What the task asks: Copy out each line in the listing below where the word "impl" appears.

Data to use:
#![allow(dead_code)]

use chrono::{DateTime, Utc};
use serde::Serialize;
use sqlx::FromRow;
use uuid::Uuid;

#[derive(Debug, Clone, Serialize, FromRow)]
pub struct ProfileRow {
    #[serde(skip)]
    pub user_id: Uuid,
    pub phone: String,
    pub bio: String,
    pub linkedin: String,
    pub github: String,
    pub location: String,
    pub created_at: DateTime<Utc>,
    pub updated_at: DateTime<Utc>,
}
use chrono::NaiveDate;
use serde::Deserialize;

use crate::validation::{nullable, FieldErrors};

// ────────────────────────────────────────────────────────────────────────────
// Internship
// ────────────────────────────────────────────────────────────────────────────

#[derive(Debug, Clone, Default, Deserialize)]
#[serde(default)]
pub struct InternshipInput {
    pub company: Option<String>,
    pub role: Option<String>,
    pub start_date: Option<String>,
    #[serde(deserialize_with = "nullable")]
    pub end_date: Option<Option<String>>,
    pub description: Option<String>,
    pub skills_used: Option<String>,
    pub location: Option<String>,
    pub is_current: Option<bool>,
}

#[derive(Debug, Clone, PartialEq)]
pub struct NewInternship {
    pub company: String,
    pub role: String,
    pub start_date: NaiveDate,
    pub end_date: Option<NaiveDate>,
    pub description: String,
    pub skills_used: String,
    pub location: String,
    pub is_current: bool,
}

impl InternshipInput {
    pub fn validate(self) -> Result<NewInternship, FieldErrors> {
        let mut e = FieldErrors::new();
        let new = NewInternship {
            company: e.required_text("company", self.company, 200),
            role: e.required_text("role", self.role, 200),
            start_date: e.required_date("start_date", self.start_date),
            end_date: e.optional_date("end_date", self.end_date.flatten()),
            description: e.required_body("description", self.description),
            skills_used: e.required_text("skills_used", self.skills_used, 500),
            location: e.optional_text("location", self.location, 100),
            is_current: self.is_current.unwrap_or(false),
        };
        e.into_result(|| new)
    }

    pub fn or(self, base: Self) -> Self {
        Self {
            company: self.company.or(base.company),
            role: self.role.or(base.role),
            start_date: self.start_date.or(base.start_date),
            end_date: self.end_date.or(base.end_date),
            description: self.description.or(base.description),
            skills_used: self.skills_used.or(base.skills_used),
            location: self.location.or(base.location),
            is_current: self.is_current.or(base.is_current),
        }
    }
}

// ────────────────────────────────────────────────────────────────────────────
// Course
// ────────────────────────────────────────────────────────────────────────────

#[derive(Debug, Clone, Default, Deserialize)]
#[serde(default)]
pub struct CourseInput {
    pub platform: Option<String>,
    pub title: Option<String>,
    pub completion_date: Option<String>,
    pub certificate_url: Option<String>,
    pub skills_learned: Option<String>,
    #[serde(deserialize_with = "nullable")]
    pub duration_hours: Option<Option<i32>>,
}

#[derive(Debug, Clone, PartialEq)]
pub struct NewCourse {
    pub platform: String,
    pub title: String,
    pub completion_date: NaiveDate,
    pub certificate_url: String,
    pub skills_learned: String,
    pub duration_hours: Option<i32>,
}

impl CourseInput {
    pub fn validate(self) -> Result<NewCourse, FieldErrors> {
        let mut e = FieldErrors::new();
        let duration_hours = self.duration_hours.flatten();
        if matches!(duration_hours, Some(h) if h < 0) {
            e.add(
                "duration_hours",
                "Ensure this value is greater than or equal to 0.",
            );
        }
        let new = NewCourse {
            platform: e.required_text("platform", self.platform, 100),
            title: e.required_text("title", self.title, 300),
            completion_date: e.required_date("completion_date", self.completion_date),
            certificate_url: e.optional_url("certificate_url", self.certificate_url, 200),
            skills_learned: e.required_text("skills_learned", self.skills_learned, 500),
            duration_hours,
        };
        e.into_result(|| new)
    }

    pub fn or(self, base: Self) -> Self {
        Self {
            platform: self.platform.or(base.platform),
            title: self.title.or(base.title),
            completion_date: self.completion_date.or(base.completion_date),
            certificate_url: self.certificate_url.or(base.certificate_url),
            skills_learned: self.skills_learned.or(base.skills_learned),
            duration_hours: self.duration_hours.or(base.duration_hours),
        }
    }
}

// ────────────────────────────────────────────────────────────────────────────
// Hackathon
// ────────────────────────────────────────────────────────────────────────────

#[derive(Debug, Clone, Default, Deserialize)]
#[serde(default)]
pub struct HackathonInput {
    pub name: Option<String>,
    pub organizer: Option<String>,
    pub date: Option<String>,
    pub rank: Option<String>,
    pub project_name: Option<String>,
    pub project_description: Option<String>,
    pub project_link: Option<String>,
    pub tech_stack: Option<String>,
}

#[derive(Debug, Clone, PartialEq)]
pub struct NewHackathon {
    pub name: String,
    pub organizer: String,
    pub date: NaiveDate,
    pub rank: String,
    pub project_name: String,
    pub project_description: String,
    pub project_link: String,
    pub tech_stack: String,
}

impl HackathonInput {
    pub fn validate(self) -> Result<NewHackathon, FieldErrors> {
        let mut e = FieldErrors::new();
        let new = NewHackathon {
            name: e.required_text("name", self.name, 200),
            organizer: e.required_text("organizer", self.organizer, 200),
            date: e.required_date("date", self.date),
            rank: e.optional_text("rank", self.rank, 50),
            project_name: e.required_text("project_name", self.project_name, 200),
            project_description: e.required_body("project_description", self.project_description),
            project_link: e.optional_url("project_link", self.project_link, 200),
            tech_stack: e.required_text("tech_stack", self.tech_stack, 500),
        };
        e.into_result(|| new)
    }

    pub fn or(self, base: Self) -> Self {
        Self {
            name: self.name.or(base.name),
            organizer: self.organizer.or(base.organizer),
            date: self.date.or(base.date),
            rank: self.rank.or(base.rank),
            project_name: self.project_name.or(base.project_name),
            project_description: self.project_description.or(base.project_description),
            project_link: self.project_link.or(base.project_link),
            tech_stack: self.tech_stack.or(base.tech_stack),
        }
    }
}

// ────────────────────────────────────────────────────────────────────────────
// Project
// ────────────────────────────────────────────────────────────────────────────

#[derive(Debug, Clone, Default, Deserialize)]
#[serde(default)]
pub struct ProjectInput {
    pub title: Option<String>,
    pub description: Option<String>,
    pub tech_stack: Option<String>,
    pub github_link: Option<String>,
    pub live_link: Option<String>,
    pub start_date: Option<String>,
    #[serde(deserialize_with = "nullable")]
    pub end_date: Option<Option<String>>,
    pub is_ongoing: Option<bool>,
}

#[derive(Debug, Clone, PartialEq)]
pub struct NewProject {
    pub title: String,
    pub description: String,
    pub tech_stack: String,
    pub github_link: String,
    pub live_link: String,
    pub start_date: NaiveDate,
    pub end_date: Option<NaiveDate>,
    pub is_ongoing: bool,
}

impl ProjectInput {
    pub fn validate(self) -> Result<NewProject, FieldErrors> {
        let mut e = FieldErrors::new();
        let new = NewProject {
            title: e.required_text("title", self.title, 200),
            description: e.required_body("description", self.description),
            tech_stack: e.required_text("tech_stack", self.tech_stack, 500),
            github_link: e.optional_url("github_link", self.github_link, 200),
            live_link: e.optional_url("live_link", self.live_link, 200),
            start_date: e.required_date("start_date", self.start_date),
            end_date: e.optional_date("end_date", self.end_date.flatten()),
            is_ongoing: self.is_ongoing.unwrap_or(false),
        };
        e.into_result(|| new)
    }

    pub fn or(self, base: Self) -> Self {
        Self {
            title: self.title.or(base.title),
            description: self.description.or(base.description),
            tech_stack: self.tech_stack.or(base.tech_stack),
            github_link: self.github_link.or(base.github_link),
            live_link: self.live_link.or(base.live_link),
            start_date: self.start_date.or(base.start_date),
            end_date: self.end_date.or(base.end_date),
            is_ongoing: self.is_ongoing.or(base.is_ongoing),
        }
    }
}

#[cfg(test)]
mod tests {
    use super::*;
    use crate::validation::{BAD_DATE, BAD_URL, REQUIRED};
    use serde_json::json;

    fn parse<T: serde::de::DeserializeOwned>(v: serde_json::Value) -> T {
        serde_json::from_value(v).unwrap()
    }

    #[test]
    fn test_internship_valid() {
        let input: InternshipInput = parse(json!({
            "company": "Acme",
            "role": "Backend Intern",
            "start_date": "2024-06-01",
            "end_date": null,
            "description": "Shipped the billing service",
            "skills_used": "Rust, SQL"
        }));
        let new = input.validate().unwrap();
        assert_eq!(new.company, "Acme");
        assert_eq!(new.end_date, None);
        assert!(!new.is_current);
        assert_eq!(new.location, "");
    }

    #[test]
    fn test_internship_reports_every_missing_field() {
        let errors = InternshipInput::default().validate().unwrap_err();
        for field in ["company", "role", "start_date", "description", "skills_used"] {
            assert_eq!(errors.get(field), Some(&[REQUIRED.to_string()][..]), "{field}");
        }
        assert!(errors.get("location").is_none());
        assert!(errors.get("end_date").is_none());
    }

    #[test]
    fn test_course_checks_url_date_and_duration() {
        let input: CourseInput = parse(json!({
            "platform": "Coursera",
            "title": "Databases",
            "completion_date": "June 2024",
            "certificate_url": "not a url",
            "skills_learned": "SQL",
            "duration_hours": -3
        }));
        let errors = input.validate().unwrap_err();
        assert_eq!(errors.get("completion_date"), Some(&[BAD_DATE.to_string()][..]));
        assert_eq!(errors.get("certificate_url"), Some(&[BAD_URL.to_string()][..]));
        assert!(errors.get("duration_hours").is_some());
        assert!(errors.get("title").is_none());
    }

    #[test]
    fn test_hackathon_rank_length() {
        let input: HackathonInput = parse(json!({
            "name": "HackMIT",
            "organizer": "MIT",
            "date": "2023-09-16",
            "rank": "x".repeat(51),
            "project_name": "Lens",
            "project_description": "AR notes",
            "tech_stack": "Swift"
        }));
        let errors = input.validate().unwrap_err();
        assert_eq!(
            errors.get("rank").unwrap()[0],
            "Ensure this field has no more than 50 characters."
        );
    }

    #[test]
    fn test_project_valid_with_links() {
        let input: ProjectInput = parse(json!({
            "title": "Resume builder",
            "description": "This API",
            "tech_stack": "Rust, Axum, Postgres",
            "github_link": "https://github.com/me/resume",
            "start_date": "2024-01-10",
            "is_ongoing": true
        }));
        let new = input.validate().unwrap();
        assert!(new.is_ongoing);
        assert_eq!(new.live_link, "");
    }

    #[test]
    fn test_overlay_prefers_patch_fields() {
        let base = ProjectInput {
            title: Some("Old".to_string()),
            description: Some("Desc".to_string()),
            tech_stack: Some("Go".to_string()),
            start_date: Some("2022-01-01".to_string()),
            ..Default::default()
        };
        let patch = ProjectInput {
            title: Some("New".to_string()),
            ..Default::default()
        };
        let merged = patch.or(base).validate().unwrap();
        assert_eq!(merged.title, "New");
        assert_eq!(merged.tech_stack, "Go");
    }
}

Exercise answer:
impl InternshipInput {
impl CourseInput {
impl HackathonInput {
impl ProjectInput {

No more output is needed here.